Date: Mon, 1 Oct 2007 11:19:47 -0300
Reply-To: Hector Maletta <hmaletta@fibertel.com.ar>
Sender: "SPSSX(r) Discussion" <SPSSX-L@LISTSERV.UGA.EDU>
From: Hector Maletta <hmaletta@fibertel.com.ar>
Subject: Re: "Match files" with duplicates in table
In-Reply-To: <000301c8042c$18288540$48798fc0$@com>
Content-Type: text/plain; charset="iso-8859-1"
The problem with Catherine's situation is that she wants first to
assign student's data to all course registrations, and then she wants to add
student data for all students not registered in any course.
The first problem is well solved with a TABLE subcommand, using the
general student list as a TABLE and the course registration list as a file.
Of course, the latter may contain duplicate ID records since the same
students may have registered in more than one course.
For the second problem, I responded in haste and late at night,
sorry. Before matching or adding, one needs to exclude from the student list
all students already included before, i.e. exclude all students registered
for courses, and then ADD to the course file the remaining students from the
student list. This complicates things a bit.
The complete process may look like this:
*Assign student data to course registration records.
MATCH FILES/TABLE='UNDUPCOMPLETE.SAV'/FILE='DupPartial.SAV'/by ID.
SAVE OUTFILE 'COURSEFILE.SAV'.
*Flag records with course registration.
COMPUTE REGCOURSE=1.
*Aggregate registration records by student.
AGGREGATE OUTFILE=*/PRESORTED/BREAK ID
/REGCOURSE=MAX(REGCOURSE).
*Match records of student registered in courses, with student list.
MATCH FILES /FILE 'UNDUPCOMPLETE.SAV'/FILE=*/BY ID.
*Exclude from list all student registered in courses.
SELECT IF SYSMIS(REGCOURSE) OR REGCOURSE=0.
*Add registered and non-registered students in a single list.
ADD FILES /FILE 'COURSEFILE.SAV'/FILE *.
SAVE OUTFILE 'FINAL.SAV'.
This is untested. Hope it works.
Hector
-----Original Message-----
From: SPSSX(r) Discussion [mailto:SPSSX-L@LISTSERV.UGA.EDU] On Behalf Of
ViAnn Beadle
Sent: 01 October 2007 10:08
To: SPSSX-L@LISTSERV.UGA.EDU
Subject: Re: "Match files" with duplicates in table
That "warning" message is more of a note and usually can be ignored
for a
FILE file. It is however, a fatal error for a TABLE file.

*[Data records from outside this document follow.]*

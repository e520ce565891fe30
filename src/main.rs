use color_eyre::{eyre::eyre, Result};
use glam::{Vec2, Vec3};
use openinput::event::{NodeId, SourceId};
use openinput::gesture::{GestureEvent, PointerId, TouchPhase, TouchSample};
use openinput::{
    ClickListener, ControllerFacade, GestureRecognizer, HoverListener, InputConfig, ListenerRegistry,
    LoopbackTransport, PumpHandle, SceneNodes,
};
use std::sync::Arc;
use tracing::{debug, info, Level};
use tracing_subscriber::FmtSubscriber;

#[cfg(not(feature = "gamepad"))]
use glam::Quat;
#[cfg(not(feature = "gamepad"))]
use openinput::controller::{ControllerSnapshot, SnapshotTracker};
#[cfg(not(feature = "gamepad"))]
use openinput::event::DeviceId;

struct LogClicks;

impl ClickListener<&'static str> for LogClicks {
    fn on_click(&mut self, source: SourceId, target: Option<&'static str>, position: Option<Vec3>) {
        info!("Clicked {:?} with {} at {:?}", target, source, position);
    }
}

struct LogHovers;

impl HoverListener<&'static str> for LogHovers {
    fn on_hover(&mut self, source: SourceId, target: Option<&'static str>, is_hovering: bool, _position: Option<Vec3>) {
        info!("Hover {:?} by {}: {}", target, source, is_hovering);
    }
}

#[tokio::main]
async fn main() -> Result<()> {
    setup()?;

    let config = InputConfig::load_or_default().await;
    debug!("Running with config: {:?}", config);

    let transport = Arc::new(LoopbackTransport::with_forward_vector(Vec3::NEG_Z));
    let nodes = Arc::new(SceneNodes::new());
    nodes.insert(NodeId(42), "start-button");
    nodes.insert(NodeId(7), "settings-panel");

    let mut facade = ControllerFacade::create(
        transport,
        ListenerRegistry::new(),
        nodes,
        config.controller.clone(),
    )
    .map_err(|e| eyre!("Failed to create controller facade: {}", e))?;
    facade.set_click_listener(Some(Box::new(LogClicks)))?;
    facade.set_hover_listener(Some(Box::new(LogHovers)))?;

    let forward = facade.forward_vector().await?;
    info!("Controller forward vector: {}", forward);

    let (batch_sender, batch_receiver) = config.dispatch.channel();
    let pump = PumpHandle::spawn(facade, batch_receiver, &config.dispatch);

    #[cfg(feature = "gamepad")]
    {
        use openinput::controller::gamepad::GamepadHandle;

        let cancel = pump.cancel_token();
        let gamepad = GamepadHandle::spawn(None, batch_sender.clone(), cancel.child_token())
            .map_err(|e| eyre!("Failed to spawn gamepad collector: {}", e))?;
        info!("Collecting gamepad input, press Ctrl-C to stop");
        tokio::signal::ctrl_c().await?;
        gamepad.shutdown().await;
    }

    #[cfg(not(feature = "gamepad"))]
    {
        let mut tracker = SnapshotTracker::new();
        tracker.register_device(DeviceId(1));
        for snapshot in scripted_snapshots() {
            let batch = tracker.process([snapshot]);
            if !batch.is_empty() {
                batch_sender.send(batch).await?;
            }
        }
    }

    drop(batch_sender);
    let stats = pump.join().await?;
    info!(
        "Dispatch finished: {} cycles, {} events, {} delivered",
        stats.cycles, stats.events, stats.delivered
    );

    let mut recognizer = GestureRecognizer::new(config.gesture.clone());
    for event in recognizer.process_batch(scripted_touches()) {
        match event {
            GestureEvent::Touch { .. } => debug!("{:?}", event),
            other => info!("Gesture: {:?}", other),
        }
    }

    Ok(())
}

fn setup() -> Result<()> {
    if std::env::var("RUST_LIB_BACKTRACE").is_err() {
        std::env::set_var("RUST_LIB_BACKTRACE", "0")
    }
    color_eyre::install()?;
    if std::env::var("RUST_LOG").is_err() {
        std::env::set_var("RUST_LOG", "info")
    }
    setup_logging_env();
    Ok(())
}

fn setup_logging_env() {
    FmtSubscriber::builder()
        .with_max_level(Level::INFO)
        .with_target(false)
        .with_thread_ids(true)
        .with_file(true)
        .with_line_number(true)
        .pretty()
        .init();
}

// A controller that connects, points at node 42, presses A, then turns to node 7.
#[cfg(not(feature = "gamepad"))]
fn scripted_snapshots() -> Vec<ControllerSnapshot> {
    let idle = ControllerSnapshot {
        connected: true,
        six_dof: true,
        battery_percent: 87,
        position: Vec3::new(0.2, 1.1, -0.3),
        rotation: Quat::from_rotation_y(0.1),
        hit_target: Some(NodeId(42)),
        hit_position: Some(Vec3::new(0.0, 1.0, -2.0)),
        ..ControllerSnapshot::new(DeviceId(1))
    };
    let mut pressed = idle.clone();
    pressed.buttons.a = true;
    pressed.index_trigger = 0.4;

    let mut turned = idle.clone();
    turned.rotation = Quat::from_rotation_y(0.4);
    turned.hit_target = Some(NodeId(7));
    turned.hit_position = Some(Vec3::new(0.0, 1.2, -2.0));

    vec![idle.clone(), pressed, idle, turned]
}

// A quick tap followed by a pinch.
fn scripted_touches() -> Vec<TouchSample> {
    let t0 = chrono::Local::now();
    let at = |ms: i64| t0 + chrono::Duration::milliseconds(ms);
    let touch = |pointer: u32, phase: TouchPhase, x: f32, y: f32, ms: i64| {
        TouchSample::new(PointerId(pointer), phase, Vec2::new(x, y)).at(at(ms))
    };

    vec![
        touch(0, TouchPhase::Down, 200.0, 300.0, 0),
        touch(0, TouchPhase::Up, 201.0, 300.0, 90),
        touch(0, TouchPhase::Down, 100.0, 100.0, 400),
        touch(1, TouchPhase::Down, 200.0, 100.0, 405),
        touch(1, TouchPhase::Move, 240.0, 100.0, 420),
        touch(1, TouchPhase::Move, 300.0, 100.0, 440),
        touch(1, TouchPhase::Up, 300.0, 100.0, 460),
        touch(0, TouchPhase::Up, 100.0, 100.0, 470),
    ]
}
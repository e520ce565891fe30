//! Event model shared by the router, the controller facade and the transports.

pub mod category;
pub mod input;

pub use category::{CategoryId, CategoryMask, EventCategory, CATEGORY_TABLE, CATEGORY_TABLE_VERSION};
pub use input::{
    ButtonEvent, CameraTransformEvent, ClickPhase, ControllerStatusEvent, DegreesOfFreedom,
    DeviceId, HoverEvent, InputEvent, MoveEvent, NodeId, SourceId, ThumbStickEvent, TriggerEvent,
};
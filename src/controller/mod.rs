//! Controller subsystem
//!
//! Builds controller-specific behaviour on top of the event router:
//!
//! 1. [`facade`] - visibility state, forward-vector queries, click/hover listeners
//! 2. [`forward`] - one-shot replies for forward-vector queries
//! 3. [`snapshot`] - polled controller state diffed into raw batches
//! 4. `gamepad` - gilrs collector feeding snapshots (feature `gamepad`)
//!
//! # Architecture
//!
//! ```text
//! Gamepad ──► Collector ──► SnapshotTracker ──► DispatchPump ──► ControllerFacade
//!             (snapshots)   (raw batches)                         (listeners)
//! ```

pub mod facade;
pub mod forward;
#[cfg(feature = "gamepad")]
pub mod gamepad;
pub mod snapshot;

pub use facade::{ClickListener, ControllerFacade, ForwardQuery, HoverListener};
pub use forward::ForwardReply;
pub use snapshot::{ButtonStates, ControllerSnapshot, InputSource, SnapshotTracker};

use serde::{Deserialize, Serialize};

use crate::router::RouterError;

// Controller errors
#[derive(Debug, thiserror::Error)]
pub enum ControllerError {
    #[error("Controller facade has been disposed")]
    InvalidHandle,

    #[error("Router error: {0}")]
    Router(#[from] RouterError),

    #[error("Forward vector query was dropped before an answer arrived")]
    ForwardQueryDropped,

    #[error("Blocking forward vector query issued on the dispatch thread")]
    WouldBlockDispatch,
}

/// Initial controller presentation state.
#[derive(Debug, Clone, PartialEq, Eq, Serialize, Deserialize)]
#[serde(default)]
pub struct ControllerSettings {
    pub reticle_visible: bool,
    pub controller_visible: bool,
    pub light_receiving_bitmask: u32,
}

impl Default for ControllerSettings {
    fn default() -> Self {
        Self {
            reticle_visible: true,
            controller_visible: true,
            light_receiving_bitmask: 0x1,
        }
    }
}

-----Original Message-----
From: SPSSX(r) Discussion [mailto:SPSSX-L@LISTSERV.UGA.EDU] On
Behalf Of
Richard Ristow
Sent: Sunday, September 30, 2007 4:40 PM
To: SPSSX-L@LISTSERV.UGA.EDU
Subject: Re: "Match files" with duplicates in table
At 02:30 PM 9/28/2007, Hector Maletta wrote:
>My final result is thus:
SPSS 14 draft output, test data as before:
MATCH FILES
/TABLE = UNDUPCOMPLETE
/FILE = DupPartial/by ID.
MATCH FILES /FILE = * /FILE= UNDUPCOMPLETE /BY ID.
LIST.
List
|-----------------------------|---------------------------|
|Output Created |30-SEP-2007 17:47:58 |
|-----------------------------|---------------------------|
id name Major
1 Ann
2 Bill ENGL
File #1
KEY: 3
>Warning # 5132
>Duplicate key in a file. The BY variables do
not uniquely identify each
>case on the indicated file. Please check the results carefully.
3 Chris HIST
3 Chris THEO
4 David
5 Ethel ENGL
6 Frank
Number of cases read: 7 Number of cases listed: 7
(Gary Moser, <9000.hal@gmail.com>, tested
earlier, and reported the same error message that's here.)
Hector wrote,
>There might be a more elegant solution, but it
>is late here and I cannot think of anything better right now.
THERE'S a question of aesthetics. I expected,
myself, that a neat double MATCH FILES would do
it. I rejected it without writing the code
because of the problem of non-unique keys, as
reported in the warning message above. But
Hector's code gives the right result, and I think will do so
reliably.
I don't like to put code in production that gives
warning messages. The last thing you want is to
leave users either blasè or confused about
whether to pay attention to warning messages. But
Hector's code does work, and it's simpler and
clearer than the MATCH FILES/ADD FILES logic I posted.
Now we can be like one of those TV shows where
viewers vote on which singer, or something, is
the best. Or maybe, simply, de gustibus non disputandum est.